Continuation of front page (56) References JP-A-62-71521 (JP, A) JP-A-55-109403 (JP, A) JP-A-49-15681 (JP, A) JP-B-38-23929 (JP, A) , B1) JP 48-22893 (JP, B1) British Patent 1489028 (GB, A) (58) Fields investigated (Int. Cl. ⁶ , DB name) C07K 5/075 B01D 9/02 C07K 1/14

Claims (2)

(57) [Claims] 1. A method for crystallizing L-α-aspartyl-L-phenylalanine methyl ester from a solution thereof, comprising using a crystallizer equipped with wings and baffles having the structure specified below.
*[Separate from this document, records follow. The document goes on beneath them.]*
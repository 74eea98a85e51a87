use axum::http::{header, StatusCode};
use axum::response::{IntoResponse, Response};
use prometheus::{Encoder, IntCounterVec, IntGaugeVec, Opts, Registry, TextEncoder};
use std::sync::OnceLock;

/// Process-wide metrics registry. Operators scrape `/metrics` (wired up by
/// the caller) to get dead-letter depth and outcome breakdowns without
/// standing up a dashboard product — that stays a collaborator concern.
pub struct Metrics {
    pub registry: Registry,
    pub outcomes: IntCounterVec,
    pub dead_letter_depth: IntGaugeVec,
}

impl Metrics {
    fn new() -> Self {
        let registry = Registry::new();

        let outcomes = IntCounterVec::new(
            Opts::new(
                "ap_intake_invoice_outcomes_total",
                "Count of invoices by terminal status",
            ),
            &["status"],
        )
        .expect("metric names are valid");
        registry
            .register(Box::new(outcomes.clone()))
            .expect("first registration of outcomes counter");

        let dead_letter_depth = IntGaugeVec::new(
            Opts::new(
                "ap_intake_dead_letter_depth",
                "Approximate depth of each dead-letter queue",
            ),
            &["queue"],
        )
        .expect("metric names are valid");
        registry
            .register(Box::new(dead_letter_depth.clone()))
            .expect("first registration of dead-letter gauge");

        Metrics {
            registry,
            outcomes,
            dead_letter_depth,
        }
    }
}

static METRICS: OnceLock<Metrics> = OnceLock::new();

pub fn metrics() -> &'static Metrics {
    METRICS.get_or_init(Metrics::new)
}

pub fn record_outcome(status: &str) {
    metrics().outcomes.with_label_values(&[status]).inc();
}

pub fn set_dead_letter_depth(queue: &str, depth: i64) {
    metrics()
        .dead_letter_depth
        .with_label_values(&[queue])
        .set(depth);
}

/// `GET /metrics`, scraped by Prometheus.
pub async fn serve_metrics() -> Response {
    let encoder = TextEncoder::new();
    let families = metrics().registry.gather();
    let mut buffer = Vec::new();
    if let Err(e) = encoder.encode(&families, &mut buffer) {
        tracing::error!(error = %e, "failed to encode metrics");
        return StatusCode::INTERNAL_SERVER_ERROR.into_response();
    }
    (
        StatusCode::OK,
        [(header::CONTENT_TYPE, encoder.format_type().to_string())],
        buffer,
    )
        .into_response()
}
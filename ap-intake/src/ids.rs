//! Event id minting and month-partition helpers shared by every
//! producer (Notification Worker, Timer Poller, Enricher, Router).

use chrono::{DateTime, Utc};
use uuid::Uuid;

/// Mint a sortable lexicographic event id. UUIDv7 places a 48-bit
/// millisecond timestamp in the leading bytes, so the lowercase-hex
/// string form sorts the same way insertion order does — exactly the
/// "sortable lexicographic event id" the data model calls for, without
/// a hand-rolled ULID encoder.
pub fn new_event_id() -> String {
    Uuid::now_v7().to_string()
}

/// The `YYYYMM` partition key for a given instant, used as the
/// Transaction Log's partition key.
pub fn yyyymm(at: DateTime<Utc>) -> String {
    at.format("%Y%m").to_string()
}

#[cfg(test)]
mod tests {
    use super::*;

    #[test]
    fn yyyymm_formats_as_six_digits() {
        let at = DateTime::parse_from_rfc3339("2024-03-07T12:00:00Z")
            .unwrap()
            .with_timezone(&Utc);
        assert_eq!(yyyymm(at), "202403");
    }

    #[test]
    fn event_ids_are_lexicographically_increasing_over_time() {
        let a = new_event_id();
        std::thread::sleep(std::time::Duration::from_millis(2));
        let b = new_event_id();
        assert!(a < b);
    }
}
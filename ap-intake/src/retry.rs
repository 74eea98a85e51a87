//! Generic exponential-backoff retry with jitter.
//!
//! Mirrors the shape of `event_bus::consumer_retry::retry_with_backoff`
//! but with the pipeline's own tuning (base 500 ms, factor 2, cap 30 s,
//! max 5 attempts) and full jitter, since every external call this
//! service makes (provider, LLM, blob store, chat webhook) needs the
//! same policy rather than the 3-attempt/no-jitter default used by the
//! platform event consumers.

use rand::Rng;
use std::time::Duration;
use tokio::time::sleep;
use tracing::{debug, warn};

#[derive(Debug, Clone)]
pub struct RetryConfig {
    pub max_attempts: u32,
    pub base_delay: Duration,
    pub factor: u32,
    pub cap: Duration,
}

impl Default for RetryConfig {
    fn default() -> Self {
        Self {
            max_attempts: 5,
            base_delay: Duration::from_millis(500),
            factor: 2,
            cap: Duration::from_secs(30),
        }
    }
}

impl RetryConfig {
    /// Build a `RetryConfig` from the tuning fields on `Config`, so every
    /// external call site shares one operator-controlled policy instead of
    /// each hardcoding its own defaults.
    pub fn from_config(config: &crate::config::Config) -> Self {
        Self {
            max_attempts: config.retry_max_attempts,
            base_delay: config.retry_base_delay,
            factor: config.retry_factor,
            cap: config.retry_cap,
        }
    }

    fn delay_for_attempt(&self, attempt: u32) -> Duration {
        let exp = self.factor.saturating_pow(attempt.saturating_sub(1));
        let raw = self.base_delay.saturating_mul(exp);
        let capped = std::cmp::min(raw, self.cap);
        // Full jitter: uniform in [0, capped].
        let jittered_ms = rand::thread_rng().gen_range(0..=capped.as_millis().max(1) as u64);
        Duration::from_millis(jittered_ms)
    }
}

/// Marks whether an error should be retried or sent straight to the
/// dead-letter path.
pub trait Retriable {
    fn is_retriable(&self) -> bool;
}

/// Retry a fallible async operation with exponential backoff and jitter.
///
/// Stops immediately (without consuming an attempt budget) when the error
/// reports itself as non-retriable via [`Retriable`].
pub async fn retry_with_backoff<F, Fut, T, E>(
    operation: F,
    config: &RetryConfig,
    context: &str,
) -> Result<T, E>
where
    F: Fn() -> Fut,
    Fut: std::future::Future<Output = Result<T, E>>,
    E: std::fmt::Display + Retriable,
{
    let mut attempt = 0;

    loop {
        attempt += 1;

        match operation().await {
            Ok(result) => {
                if attempt > 1 {
                    debug!(context, attempt, "operation succeeded after retry");
                }
                return Ok(result);
            }
            Err(e) if !e.is_retriable() => {
                warn!(context, error = %e, "non-retriable error, not retrying");
                return Err(e);
            }
            Err(e) => {
                if attempt >= config.max_attempts {
                    warn!(context, attempts = attempt, error = %e, "exhausted retry attempts");
                    return Err(e);
                }

                let delay = config.delay_for_attempt(attempt);
                warn!(
                    context,
                    attempt,
                    max_attempts = config.max_attempts,
                    delay_ms = delay.as_millis() as u64,
                    error = %e,
                    "retriable error, backing off"
                );
                sleep(delay).await;
            }
        }
    }
}

#[cfg(test)]
mod tests {
    use super::*;
    use std::sync::atomic::{AtomicU32, Ordering};

    #[derive(Debug)]
    struct Err1(bool);
    impl std::fmt::Display for Err1 {
        fn fmt(&self, f: &mut std::fmt::Formatter<'_>) -> std::fmt::Result {
            write!(f, "err1")
        }
    }
    impl Retriable for Err1 {
        fn is_retriable(&self) -> bool {
            self.0
        }
    }

    #[tokio::test]
    async fn succeeds_first_try_without_sleeping() {
        let config = RetryConfig::default();
        let result: Result<i32, Err1> =
            retry_with_backoff(|| async { Ok(7) }, &config, "test").await;
        assert_eq!(result.unwrap(), 7);
    }

    #[tokio::test]
    async fn non_retriable_error_short_circuits() {
        let config = RetryConfig {
            max_attempts: 5,
            base_delay: Duration::from_millis(1),
            factor: 2,
            cap: Duration::from_millis(10),
        };
        let calls = AtomicU32::new(0);
        let result: Result<i32, Err1> = retry_with_backoff(
            || {
                calls.fetch_add(1, Ordering::SeqCst);
                async { Err(Err1(false)) }
            },
            &config,
            "test",
        )
        .await;
        assert!(result.is_err());
        assert_eq!(calls.load(Ordering::SeqCst), 1);
    }

    #[tokio::test]
    async fn retriable_error_exhausts_max_attempts() {
        let config = RetryConfig {
            max_attempts: 3,
            base_delay: Duration::from_millis(1),
            factor: 2,
            cap: Duration::from_millis(5),
        };
        let calls = AtomicU32::new(0);
        let result: Result<i32, Err1> = retry_with_backoff(
            || {
                calls.fetch_add(1, Ordering::SeqCst);
                async { Err(Err1(true)) }
            },
            &config,
            "test",
        )
        .await;
        assert!(result.is_err());
        assert_eq!(calls.load(Ordering::SeqCst), 3);
    }
}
Method with stirring. (A) At least one blade is fixed to the rotating shaft so that the liquid in the crystallization tank can be stirred. (B) The wing includes at least the following three members (c), (d) and (e). (C) It is substantially a flat plate, and is fixed to the rotating shaft at one lateral end of the plate, and the end facing the inner wall of the tank opposite to the fixed end extends up to an arbitrary long distance from the inner wall, Downward is the first member that keeps a fixed short distance from the tank bottom. (D) provided on the liquid surface side of the first member, extending in a direction substantially parallel to the liquid surface between the rotation shaft and the tank inner wall in a plane substantially parallel to the first member, and having one end having a rotation shaft; A second member that is substantially rod-shaped and that extends from the inner wall of the tank to another arbitrarily long distance. (E) provided on the liquid surface side with respect to the first member, always fixed to one of the first member and the second member, and substantially up and down in a plane substantially perpendicular to the liquid surface; A third member in the form of a plurality of rods or plates extending to the third member. (F) A plurality of baffle plates are arranged on the side wall surface of the crystallization tank from the lower part to the upper part along the axial direction at intervals. 2. The method of claim 1, wherein the second member and the third member are integrally formed as a single rod including a substantially arcuate curved wing. thing.